Still, numerous studies have shown “convincing evidence” that improved hand hygiene leads to fewer health care-associated infections, according to the WHO. At Vanderbilt, Talbot was able to document an inverse correlation. “In the months when our hand hygiene compliance is higher, our infections related to devices are significantly lower. There’s a strong association there,” he says. “If we can’t get hand washing right, then we’re not maximizing the impact of all our other efforts. We’ve got to nail this one.”
Sandberg says he sees the difference. When he joined Vanderbilt in 2010, he noticed numerous “contact precaution” notices on doors where patients were fighting drug-resistant infections contracted in the hospital. Anybody entering the room had to put on arm-length gloves and yellow gowns over their clothing. Today, he rarely sees the yellow gowns. “We wiped that problem out by doing good hand hygiene,” says Sandberg.
Nina Gross, a nurse and manager of patient care services, says she can feel the difference, too. She admits that she was initially skeptical about the usefulness of having observers monitor hand washing, but she has seen it pay off. “It’s the right thing to do, and people are truly doing it out of habit now,” she says. Above all, Gross says the program has helped instill a sense of community, while chipping away at the chain of command. “There’s not a hierarchy anymore when you’re talking about patient safety,” she says. “It truly is a culture shift.”
Vanderbilt has no plans to dial back on its hand-washing push. Observations will continue without an end date, as will conversations and monthly performance reports. Internally, the program is being used as a model for other safety initiatives that need further improvement, including the reduction of falls. As part of an effort to share their experiences more broadly, Hickson, Talbot and other members of the hand hygiene team published a study in a medical journal specializing in infection control last fall, detailing the elements of Vanderbilt’s program and its positive results. Approximately 10 other institutions have consulted with Vanderbilt, seeking guidance for their own efforts to increase hand washing and stop the spread of germs.

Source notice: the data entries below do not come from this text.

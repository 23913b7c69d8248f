//! 匿名页

use super::Page;
use crate::address::Ppn;
use crate::arch_ops::frame_bytes;
use crate::error::VmResult;
use crate::swap::{SwapSlot, SwapTable};

pub(crate) struct AnonPage {
    /// 换出时所在的槽位
    slot: Option<SwapSlot>,
}

impl AnonPage {
    pub(crate) fn new() -> Self {
        Self { slot: None }
    }

    pub(crate) fn slot(&self) -> Option<SwapSlot> {
        self.slot
    }

    /// 从槽位读回内容；从未换出过的页填零
    pub(crate) fn swap_in(&self, frame: &mut [u8], swap: &SwapTable) -> VmResult<()> {
        match self.slot {
            Some(slot) => swap.read_slot(slot, frame),
            None => {
                frame.fill(0);
                Ok(())
            }
        }
    }

    /// 页重新驻留后释放槽位
    pub(crate) fn finish_swap_in(&mut self, swap: &SwapTable) {
        if let Some(slot) = self.slot.take() {
            swap.free_slot(slot);
        }
    }

    pub(crate) fn swap_out(&mut self, page: &Page, ppn: Ppn, swap: &SwapTable) -> VmResult<()> {
        let slot = swap.allocate_slot()?;
        page.mmu().unmap(page.vpn());
        // SAFETY: 页锁被持有，映射已失效
        let frame = unsafe { frame_bytes(ppn) };
        if let Err(err) = swap.write_slot(slot, frame) {
            swap.free_slot(slot);
            if let Err(remap) = page.mmu().map(page.vpn(), ppn, page.writable()) {
                log::error!("vm: failed to restore mapping of {:#x}: {}", page.vaddr().0, remap);
            }
            return Err(err);
        }
        self.slot = Some(slot);
        Ok(())
    }

    pub(crate) fn destroy(&mut self, swap: &SwapTable) {
        if let Some(slot) = self.slot.take() {
            swap.free_slot(slot);
        }
    }
}
//! 文件映射

use alloc::sync::Arc;
use alloc::vec::Vec;
use core::fmt;

use super::spt::SupplementalPageTable;
use crate::address::{Vaddr, Vpn};
use crate::error::{VmError, VmResult};
use crate::file::{FileBacking, MmFile};
use crate::mm_config;
use crate::page::{Page, PageKind};

/// 一次 `map_file` 建立的映射
pub struct MmapRegion {
    start: Vpn,
    page_count: usize,
    /// 重新打开的句柄，与用户的 fd 无关
    file: Arc<dyn MmFile>,
    offset: usize,
    length: usize,
    writable: bool,
}

impl MmapRegion {
    /// 起始地址
    pub fn start(&self) -> Vaddr {
        self.start.start_addr()
    }

    pub(super) fn start_vpn(&self) -> Vpn {
        self.start
    }

    /// 覆盖的页数
    pub fn page_count(&self) -> usize {
        self.page_count
    }

    /// 文件偏移
    pub fn offset(&self) -> usize {
        self.offset
    }

    /// 映射长度（字节）
    pub fn length(&self) -> usize {
        self.length
    }

    /// 是否可写
    pub fn writable(&self) -> bool {
        self.writable
    }

    pub(super) fn duplicate(&self) -> VmResult<Self> {
        Ok(Self {
            file: self.file.reopen().map_err(VmError::FileIo)?,
            ..*self
        })
    }
}

// 手动实现 Debug，因为 dyn MmFile 没有实现 Debug
impl fmt::Debug for MmapRegion {
    fn fmt(&self, f: &mut fmt::Formatter<'_>) -> fmt::Result {
        f.debug_struct("MmapRegion")
            .field("start", &self.start())
            .field("page_count", &self.page_count)
            .field("file", &"<dyn MmFile>")
            .field("offset", &self.offset)
            .field("length", &self.length)
            .field("writable", &self.writable)
            .finish()
    }
}

impl SupplementalPageTable {
    /// 将 `file` 从 `offset` 开始的内容惰性映射到 `[addr, addr + length)`
    ///
    /// 文件中超出 `length` 或文件末尾的部分在装入时补零。
    /// 所有检查都在修改之前完成：失败时补充页表保持不变。
    ///
    /// # 错误
    /// - [`VmError::InvalidArgument`]: `length == 0`、文件为空或 `offset` 不在文件内
    /// - [`VmError::Misaligned`]: `addr` 或 `offset` 未按页对齐
    /// - [`VmError::InvalidAddress`]: 空页、溢出或超出用户地址空间
    /// - [`VmError::AlreadyMapped`]: 区间内已有页
    pub fn map_file(
        &self,
        addr: Vaddr,
        length: usize,
        writable: bool,
        file: &Arc<dyn MmFile>,
        offset: usize,
    ) -> VmResult<Vaddr> {
        let cfg = mm_config();
        let page_size = cfg.page_size();
        if length == 0 {
            return Err(VmError::InvalidArgument);
        }
        if !addr.is_page_aligned() || offset % page_size != 0 {
            return Err(VmError::Misaligned);
        }
        if addr.0 == 0 {
            return Err(VmError::InvalidAddress);
        }
        let end = addr.checked_add(length).ok_or(VmError::InvalidAddress)?;
        if end.0 > cfg.user_space_end() {
            return Err(VmError::InvalidAddress);
        }
        let file_len = file.length();
        if offset >= file_len {
            return Err(VmError::InvalidArgument);
        }

        let file = file.reopen().map_err(VmError::FileIo)?;
        let read_total = length.min(file_len - offset);
        let start = Vpn::from_addr_floor(addr);
        let page_count = Vpn::from_addr_ceil(end).0 - start.0;

        let mut pages = Vec::with_capacity(page_count);
        for i in 0..page_count {
            let read_bytes = read_total.saturating_sub(i * page_size).min(page_size);
            let backing = FileBacking::new(Arc::clone(&file), offset + i * page_size, read_bytes);
            let page = Page::new(
                (start + i).start_addr(),
                writable,
                PageKind::File(backing),
                None,
                Arc::clone(self.mmu()),
            )?;
            pages.push(Arc::new(page));
        }

        {
            let mut table = self.pages.lock();
            if table.range(start..start + page_count).next().is_some() {
                return Err(VmError::AlreadyMapped);
            }
            for page in pages {
                table.insert(page.vpn(), page);
            }
        }

        self.mmaps.lock().insert(
            start,
            MmapRegion {
                start,
                page_count,
                file,
                offset,
                length,
                writable,
            },
        );
        log::debug!(
            "vm: mmap {:#x}..{:#x} ({} pages, {} bytes from file)",
            addr.0,
            end.0,
            page_count,
            read_total
        );
        Ok(addr)
    }

    /// 解除以 `addr` 开始的映射，脏页写回文件
    ///
    /// `addr` 不是某个映射的起始地址时返回 [`VmError::NotMapped`]，不做任何修改。
    pub fn unmap_file(&self, addr: Vaddr) -> VmResult<()> {
        if !addr.is_page_aligned() {
            return Err(VmError::NotMapped);
        }
        let region = self
            .mmaps
            .lock()
            .remove(&Vpn::from_addr_floor(addr))
            .ok_or(VmError::NotMapped)?;
        for i in 0..region.page_count {
            match self.remove((region.start + i).start_addr()) {
                // 单独移除过的页
                Ok(()) | Err(VmError::NotMapped) => {}
                Err(err) => return Err(err),
            }
        }
        log::debug!("vm: munmap {:#x} ({} pages)", addr.0, region.page_count);
        Ok(())
    }

    /// 以 `addr` 开始的映射
    pub fn mmap_region(&self, addr: Vaddr) -> Option<MmapRegionInfo> {
        self.mmaps
            .lock()
            .get(&Vpn::from_addr_floor(addr))
            .filter(|region| region.start() == addr)
            .map(|region| MmapRegionInfo {
                start: region.start(),
                page_count: region.page_count,
                offset: region.offset,
                length: region.length,
                writable: region.writable,
            })
    }
}

/// [`MmapRegion`] 的只读快照
#[derive(Debug, Clone, Copy, PartialEq, Eq)]
pub struct MmapRegionInfo {
    /// 起始地址
    pub start: Vaddr,
    /// 覆盖的页数
    pub page_count: usize,
    /// 文件偏移
    pub offset: usize,
    /// 映射长度（字节）
    pub length: usize,
    /// 是否可写
    pub writable: bool,
}
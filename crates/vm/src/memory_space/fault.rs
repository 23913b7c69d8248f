//! 缺页处理

use bitflags::bitflags;

use super::spt::SupplementalPageTable;
use crate::address::Vaddr;
use crate::error::{VmError, VmResult};
use crate::mm_config;
use crate::page::PageKind;

bitflags! {
    /// 缺页错误码
    #[derive(Debug, Clone, Copy, PartialEq, Eq)]
    pub struct PageFaultFlags: u32 {
        /// 页不存在（否则为保护错误）
        const NOT_PRESENT = 1 << 0;
        /// 写访问
        const WRITE = 1 << 1;
        /// 用户态访问
        const USER = 1 << 2;
    }
}

/// push 指令在更新栈指针之前检查的最远位置
const STACK_PUSH_SLACK: usize = 8;

/// 一次缺页
#[derive(Debug, Clone, Copy)]
pub struct PageFault {
    /// 出错的虚拟地址
    pub addr: Vaddr,
    /// 错误码
    pub flags: PageFaultFlags,
    /// 陷入时的栈指针，仅在用户态缺页时有意义
    pub trap_sp: Vaddr,
}

impl PageFault {
    /// 创建缺页描述
    pub fn new(addr: Vaddr, flags: PageFaultFlags, trap_sp: Vaddr) -> Self {
        Self {
            addr,
            flags,
            trap_sp,
        }
    }
}

impl SupplementalPageTable {
    /// 处理缺页
    ///
    /// 返回 `Ok` 时可以重新执行出错的指令；返回 `Err` 表示无法解决，
    /// 由进程管理器终止进程。
    ///
    /// 用户态缺页使用陷入时的栈指针判断栈增长，内核态缺页使用
    /// [`set_user_sp`](Self::set_user_sp) 记录的值。
    pub fn handle_page_fault(&self, fault: &PageFault) -> VmResult<()> {
        let cfg = mm_config();
        let addr = fault.addr;
        log::trace!("vm: page fault at {:#x} ({:?})", addr.0, fault.flags);

        if addr.0 < cfg.page_size() || addr.0 >= cfg.user_space_end() {
            return Err(VmError::InvalidAddress);
        }
        if !fault.flags.contains(PageFaultFlags::NOT_PRESENT) {
            return Err(VmError::ProtectionFault);
        }

        let sp = if fault.flags.contains(PageFaultFlags::USER) {
            fault.trap_sp
        } else {
            self.user_sp()
        };
        let page = match self.find(addr) {
            Some(page) => page,
            None if is_stack_access(addr, sp) => return self.grow_stack(addr),
            None => return Err(VmError::NotMapped),
        };
        if fault.flags.contains(PageFaultFlags::WRITE) && !page.writable() {
            return Err(VmError::WriteToReadOnly);
        }
        page.claim(self.system()).map(|_| ())
    }

    fn grow_stack(&self, addr: Vaddr) -> VmResult<()> {
        let base = addr.align_down();
        match self.allocate(PageKind::Anon, base, true, None) {
            Ok(()) | Err(VmError::AlreadyMapped) => {}
            Err(err) => return Err(err),
        }
        log::debug!("vm: stack grown to {:#x}", base.0);
        self.claim(base)
    }
}

/// 访问位于栈区内，且不低于 `sp - 8`
fn is_stack_access(addr: Vaddr, sp: Vaddr) -> bool {
    let cfg = mm_config();
    let top = cfg.user_stack_top();
    let floor = top - cfg.user_stack_size();
    let lowest = sp.0.saturating_sub(STACK_PUSH_SLACK);
    floor <= lowest && lowest <= addr.0 && addr.0 < top
}
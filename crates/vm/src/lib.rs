//! 按需分页虚拟内存子系统
//!
//! 惰性建立进程地址空间，页可以由交换区（匿名页）或内存映射文件（文件页）支撑，
//! 在缺页时装入，并在物理内存不足时按时钟算法回收。
//!
//! # 组成
//!
//! - [`swap::SwapTable`]: 交换槽位分配
//! - [`frame_table::FrameTable`]: 物理帧获取、绑定、释放和驱逐
//! - [`page::Page`]: 多态页描述符（未初始化 / 匿名 / 文件）
//! - [`SupplementalPageTable`]: 每进程的页索引，以及 mmap 和缺页处理入口
//!
//! # 架构解耦
//!
//! 通过 trait 与内核其它部分解耦：
//! - [`ArchMmOps`]: 物理地址到内核虚拟地址的转换
//! - [`MmConfig`]: 内存布局常量
//! - [`Mmu`]: 单个地址空间的硬件页表
//! - [`MmFile`]: 可映射的文件
//! - [`swap::SwapDevice`]: 交换磁盘
//! - [`frame_allocator::PhysPageAllocator`]: 用户物理页来源
//!
//! 使用前必须调用 [`register_arch_ops`] 和 [`register_config`] 注册实现，
//! 并通过 [`init`] 安装全局 [`VmSystem`]。

#![no_std]

extern crate alloc;

#[cfg(test)]
extern crate std;

mod arch_ops;
mod config;
mod error;
mod file;
mod mmu;

pub mod address;
pub mod frame_allocator;
pub mod frame_table;
pub mod memory_space;
pub mod page;
pub mod swap;
pub mod system;

#[cfg(test)]
mod tests;

pub use arch_ops::{ArchMmOps, arch_ops, register_arch_ops};
pub use config::{MmConfig, mm_config, register_config};
pub use error::{VmError, VmResult};
pub use file::{FileBacking, FileRangeLoader, MmFile};
pub use mmu::Mmu;

pub use address::{Paddr, Ppn, Vaddr, Vpn};
pub use memory_space::{
    MmapRegion, MmapRegionInfo, PageFault, PageFaultFlags, SupplementalPageTable, spt_copy,
    spt_init, spt_teardown,
};
pub use page::{Page, PageKind, PageLoader, PageType};
pub use system::{VmSystem, init};
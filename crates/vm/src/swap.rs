//! 交换区
//!
//! 交换磁盘被划分为页大小的槽位 `0..N`，槽位 i 占用扇区
//! `[i * sectors_per_slot, (i + 1) * sectors_per_slot)`。
//! 磁盘上没有任何头部信息，占用状态只保存在内存中的位图里。

use alloc::sync::Arc;
use alloc::vec::Vec;
use sync::SpinLock;

use crate::error::{VmError, VmResult};

/// 交换磁盘
///
/// 与块设备驱动一致，读写按扇区进行，失败时返回 false。
pub trait SwapDevice: Send + Sync {
    /// 读取一个扇区，`buf.len()` 必须等于扇区大小
    fn read_sector(&self, sector: usize, buf: &mut [u8]) -> bool;

    /// 写入一个扇区，`buf.len()` 必须等于扇区大小
    fn write_sector(&self, sector: usize, buf: &[u8]) -> bool;

    /// 扇区大小（字节）
    fn sector_size(&self) -> usize;

    /// 扇区总数
    fn total_sectors(&self) -> usize;
}

/// 交换槽位号
#[derive(Debug, Clone, Copy, PartialEq, Eq, PartialOrd, Ord, Hash)]
pub struct SwapSlot(pub usize);

struct SlotBitmap {
    bits: Vec<u64>,
    capacity: usize,
    used: usize,
}

impl SlotBitmap {
    fn new(capacity: usize) -> Self {
        Self {
            bits: alloc::vec![0u64; capacity.div_ceil(64)],
            capacity,
            used: 0,
        }
    }

    fn is_set(&self, idx: usize) -> bool {
        self.bits[idx / 64] & (1u64 << (idx % 64)) != 0
    }

    fn first_free(&self) -> Option<usize> {
        self.bits
            .iter()
            .enumerate()
            .filter(|(_, word)| **word != u64::MAX)
            .map(|(i, word)| i * 64 + (!*word).trailing_zeros() as usize)
            .find(|&idx| idx < self.capacity)
    }
}

/// 交换槽位表
pub struct SwapTable {
    device: Arc<dyn SwapDevice>,
    sectors_per_slot: usize,
    slots: SpinLock<SlotBitmap>,
}

impl SwapTable {
    /// 根据磁盘大小建立槽位表
    ///
    /// 扇区大小必须整除页大小，否则返回 [`VmError::InvalidArgument`]。
    pub fn new(device: Arc<dyn SwapDevice>) -> VmResult<Self> {
        let page_size = crate::mm_config().page_size();
        let sector_size = device.sector_size();
        if sector_size == 0 || page_size % sector_size != 0 {
            return Err(VmError::InvalidArgument);
        }
        let sectors_per_slot = page_size / sector_size;
        let capacity = device.total_sectors() / sectors_per_slot;
        log::info!(
            "vm: swap area with {} slots ({} sectors per slot)",
            capacity,
            sectors_per_slot
        );
        Ok(Self {
            device,
            sectors_per_slot,
            slots: SpinLock::new(SlotBitmap::new(capacity)),
        })
    }

    /// 分配第一个空闲槽位
    pub fn allocate_slot(&self) -> VmResult<SwapSlot> {
        let mut slots = self.slots.lock();
        let idx = slots.first_free().ok_or(VmError::SwapExhausted)?;
        slots.bits[idx / 64] |= 1u64 << (idx % 64);
        slots.used += 1;
        Ok(SwapSlot(idx))
    }

    /// 释放槽位
    ///
    /// # Panics
    /// 越界或重复释放
    pub fn free_slot(&self, slot: SwapSlot) {
        let mut slots = self.slots.lock();
        assert!(slot.0 < slots.capacity, "free_slot: slot {} out of range", slot.0);
        assert!(slots.is_set(slot.0), "free_slot: double free of slot {}", slot.0);
        slots.bits[slot.0 / 64] &= !(1u64 << (slot.0 % 64));
        slots.used -= 1;
    }

    /// 将一页内容写入槽位
    pub fn write_slot(&self, slot: SwapSlot, page: &[u8]) -> VmResult<()> {
        let sector_size = self.device.sector_size();
        debug_assert_eq!(page.len(), sector_size * self.sectors_per_slot);
        let first = slot.0 * self.sectors_per_slot;
        for (i, chunk) in page.chunks(sector_size).enumerate() {
            if !self.device.write_sector(first + i, chunk) {
                log::error!("vm: swap write failed at sector {}", first + i);
                return Err(VmError::DiskIo);
            }
        }
        Ok(())
    }

    /// 从槽位读取一页内容
    pub fn read_slot(&self, slot: SwapSlot, page: &mut [u8]) -> VmResult<()> {
        let sector_size = self.device.sector_size();
        debug_assert_eq!(page.len(), sector_size * self.sectors_per_slot);
        let first = slot.0 * self.sectors_per_slot;
        for (i, chunk) in page.chunks_mut(sector_size).enumerate() {
            if !self.device.read_sector(first + i, chunk) {
                log::error!("vm: swap read failed at sector {}", first + i);
                return Err(VmError::DiskIo);
            }
        }
        Ok(())
    }

    /// 槽位是否已被占用
    pub fn is_allocated(&self, slot: SwapSlot) -> bool {
        let slots = self.slots.lock();
        slot.0 < slots.capacity && slots.is_set(slot.0)
    }

    /// 槽位总数
    pub fn capacity(&self) -> usize {
        self.slots.lock().capacity
    }

    /// 已占用槽位数
    pub fn used_slots(&self) -> usize {
        self.slots.lock().used
    }

    /// 空闲槽位数
    pub fn free_slots(&self) -> usize {
        let slots = self.slots.lock();
        slots.capacity - slots.used
    }
}
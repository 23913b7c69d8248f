//! 可映射文件接口，以及基于文件区间的页装载

use alloc::sync::Arc;
use core::fmt;

use crate::address::Vaddr;
use crate::error::{VmError, VmResult};
use crate::page::PageLoader;

/// 可映射到内存的已打开文件
///
/// 文件系统层的文件对象需要实现此 trait。错误以负 errno 返回。
/// 句柄在最后一个 `Arc` 被 drop 时关闭。
pub trait MmFile: Send + Sync {
    /// 打开同一文件的独立句柄，不受用户关闭原 fd 的影响
    fn reopen(&self) -> Result<Arc<dyn MmFile>, isize>;

    /// 从 `offset` 读取，返回实际读取的字节数（文件末尾时可能变短）
    fn read_at(&self, offset: usize, buf: &mut [u8]) -> Result<usize, isize>;

    /// 写入 `offset`，返回实际写入的字节数
    fn write_at(&self, offset: usize, buf: &[u8]) -> Result<usize, isize>;

    /// 文件长度（字节）
    fn length(&self) -> usize;
}

/// 一页对应的文件区间：从 `offset` 起的 `read_bytes` 字节，其余部分补零
#[derive(Clone)]
pub struct FileBacking {
    /// 文件句柄
    pub file: Arc<dyn MmFile>,
    /// 文件内偏移
    pub offset: usize,
    /// 该页中来自文件的有效字节数
    pub read_bytes: usize,
}

impl FileBacking {
    /// 创建文件区间
    pub fn new(file: Arc<dyn MmFile>, offset: usize, read_bytes: usize) -> Self {
        Self {
            file,
            offset,
            read_bytes,
        }
    }

    /// 读入有效字节，剩余部分清零。短读按零填充处理。
    pub(crate) fn load_into(&self, vaddr: Vaddr, frame: &mut [u8]) -> VmResult<()> {
        let want = self.read_bytes.min(frame.len());
        let got = self
            .file
            .read_at(self.offset, &mut frame[..want])
            .map_err(VmError::FileIo)?;
        if got < want {
            log::warn!(
                "vm: short read at {:#x}: wanted {} bytes from offset {:#x}, got {}",
                vaddr.0,
                want,
                self.offset,
                got
            );
        }
        frame[got.min(want)..].fill(0);
        Ok(())
    }

    /// 将有效字节写回文件
    pub(crate) fn write_back(&self, vaddr: Vaddr, frame: &[u8]) -> VmResult<()> {
        let len = self.read_bytes.min(frame.len());
        if len == 0 {
            return Ok(());
        }
        let written = self
            .file
            .write_at(self.offset, &frame[..len])
            .map_err(VmError::FileIo)?;
        if written < len {
            log::warn!(
                "vm: short write-back at {:#x}: {} of {} bytes",
                vaddr.0,
                written,
                len
            );
        }
        Ok(())
    }

    /// 使用重新打开的句柄复制一份
    pub(crate) fn reopened(&self) -> VmResult<Self> {
        Ok(Self {
            file: self.file.reopen().map_err(VmError::FileIo)?,
            offset: self.offset,
            read_bytes: self.read_bytes,
        })
    }
}

// 手动实现 Debug，因为 dyn MmFile 没有实现 Debug
impl fmt::Debug for FileBacking {
    fn fmt(&self, f: &mut fmt::Formatter<'_>) -> fmt::Result {
        f.debug_struct("FileBacking")
            .field("file", &"<dyn MmFile>")
            .field("offset", &self.offset)
            .field("read_bytes", &self.read_bytes)
            .finish()
    }
}

/// 惰性装载可执行文件段的装载器
///
/// 与 [`PageKind::Anon`](crate::PageKind::Anon) 搭配：首次缺页时从文件读入，
/// 之后该页成为匿名页，被驱逐时写入交换区而不是文件。
#[derive(Debug, Clone)]
pub struct FileRangeLoader {
    backing: FileBacking,
}

impl FileRangeLoader {
    /// 从 `offset` 读取 `read_bytes` 字节，其余补零
    pub fn new(file: Arc<dyn MmFile>, offset: usize, read_bytes: usize) -> Self {
        Self {
            backing: FileBacking::new(file, offset, read_bytes),
        }
    }
}

impl PageLoader for FileRangeLoader {
    fn load(&self, vaddr: Vaddr, frame: &mut [u8]) -> VmResult<()> {
        self.backing.load_into(vaddr, frame)
    }
}
//! 用户物理页分配器
//!
//! 帧表通过 [`PhysPageAllocator`] 获取和归还用户页，不关心底层如何管理物理内存。
//! [`UserFramePool`] 是一个位图实现：
//!
//! - **bitmap**：每个 bit 表示一个物理帧（0=空闲，1=已分配）
//! - **last_alloc_hint**：上次分配所在的 u64 下标，利用局部性加速查找
//!
//! 释放时直接清除对应 bit。

use alloc::vec::Vec;
use sync::SpinLock;

use crate::address::Ppn;

/// 用户物理页来源
pub trait PhysPageAllocator: Send + Sync {
    /// 分配一个用户页；内存耗尽时返回 None
    fn alloc_user_page(&self) -> Option<Ppn>;

    /// 归还一个用户页
    fn free_user_page(&self, ppn: Ppn);

    /// 剩余空闲页数
    fn free_pages(&self) -> usize;
}

struct FrameBitmap {
    start: Ppn,
    total_frames: usize,
    bitmap: Vec<u64>,
    allocated_count: usize,
    last_alloc_hint: usize,
}

impl FrameBitmap {
    #[inline]
    fn is_free(&self, frame_idx: usize) -> bool {
        self.bitmap[frame_idx / 64] & (1u64 << (frame_idx % 64)) == 0
    }

    fn alloc(&mut self) -> Option<Ppn> {
        let words = self.bitmap.len();
        for offset in 0..words {
            let idx = (self.last_alloc_hint + offset) % words;
            let word = self.bitmap[idx];
            // 快速跳过全满的 u64
            if word == u64::MAX {
                continue;
            }
            let frame_idx = idx * 64 + (!word).trailing_zeros() as usize;
            if frame_idx >= self.total_frames {
                continue;
            }
            self.bitmap[idx] |= 1u64 << (frame_idx % 64);
            self.allocated_count += 1;
            self.last_alloc_hint = idx;
            return Some(self.start + frame_idx);
        }
        None
    }

    fn free(&mut self, ppn: Ppn) {
        assert!(
            ppn >= self.start && ppn.0 < self.start.0 + self.total_frames,
            "free_user_page: frame {:#x} out of range",
            ppn.0
        );
        let frame_idx = ppn.0 - self.start.0;
        assert!(!self.is_free(frame_idx), "free_user_page: double free of {:#x}", ppn.0);
        self.bitmap[frame_idx / 64] &= !(1u64 << (frame_idx % 64));
        self.allocated_count -= 1;
    }
}

/// 位图管理的连续用户页池 `[start, end)`
pub struct UserFramePool {
    inner: SpinLock<FrameBitmap>,
}

impl UserFramePool {
    /// 管理 `[start, end)` 范围内的物理页
    pub fn new(start: Ppn, end: Ppn) -> Self {
        let total_frames = end.0.saturating_sub(start.0);
        Self {
            inner: SpinLock::new(FrameBitmap {
                start,
                total_frames,
                bitmap: alloc::vec![0u64; total_frames.div_ceil(64)],
                allocated_count: 0,
                last_alloc_hint: 0,
            }),
        }
    }

    /// 已分配页数
    pub fn allocated_pages(&self) -> usize {
        self.inner.lock().allocated_count
    }
}

impl PhysPageAllocator for UserFramePool {
    fn alloc_user_page(&self) -> Option<Ppn> {
        self.inner.lock().alloc()
    }

    fn free_user_page(&self, ppn: Ppn) {
        self.inner.lock().free(ppn);
    }

    fn free_pages(&self) -> usize {
        let inner = self.inner.lock();
        inner.total_frames - inner.allocated_count
    }
}
//! 进程地址空间
//!
//! [`SupplementalPageTable`] 是每个进程的页索引，同时提供：
//! - 文件映射：[`SupplementalPageTable::map_file`] / [`SupplementalPageTable::unmap_file`]
//! - 缺页处理：[`SupplementalPageTable::handle_page_fault`]
//! - fork 复制与退出清理：[`SupplementalPageTable::copy_from`] / [`SupplementalPageTable::teardown`]

mod fault;
mod mmap;
mod spt;

pub use fault::{PageFault, PageFaultFlags};
pub use mmap::{MmapRegion, MmapRegionInfo};
pub use spt::SupplementalPageTable;

use alloc::sync::Arc;

use crate::mmu::Mmu;
use crate::system::vm_system;

/// 使用全局 [`VmSystem`](crate::VmSystem) 为新进程创建补充页表
///
/// # Panics
/// 如果尚未调用 [`crate::init`]，则 panic
pub fn spt_init(mmu: Arc<dyn Mmu>) -> SupplementalPageTable {
    SupplementalPageTable::new(vm_system(), mmu)
}

/// fork 时将 `src` 深复制到 `dst`，见 [`SupplementalPageTable::copy_from`]
pub fn spt_copy(dst: &SupplementalPageTable, src: &SupplementalPageTable) -> crate::VmResult<()> {
    dst.copy_from(src)
}

/// 进程退出时销毁全部页
pub fn spt_teardown(spt: &SupplementalPageTable) {
    spt.teardown();
}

Above all, Hickson and Talbot will keep talking about the importance of clean hands. “We are constantly reminding our leaders that their willingness to stand behind this project is paying off,” says Hickson. Their dedication has not gone unnoticed. Sandberg credits Hickson’s passion and persuasiveness and Talbot’s patience and persistence as fundamental ingredients for success. “Take away Tom Talbot and Jerry Hickson and you’ve got a very different equation,” says Sandberg. “Health care is still a very human enterprise.” And only humans can make it better.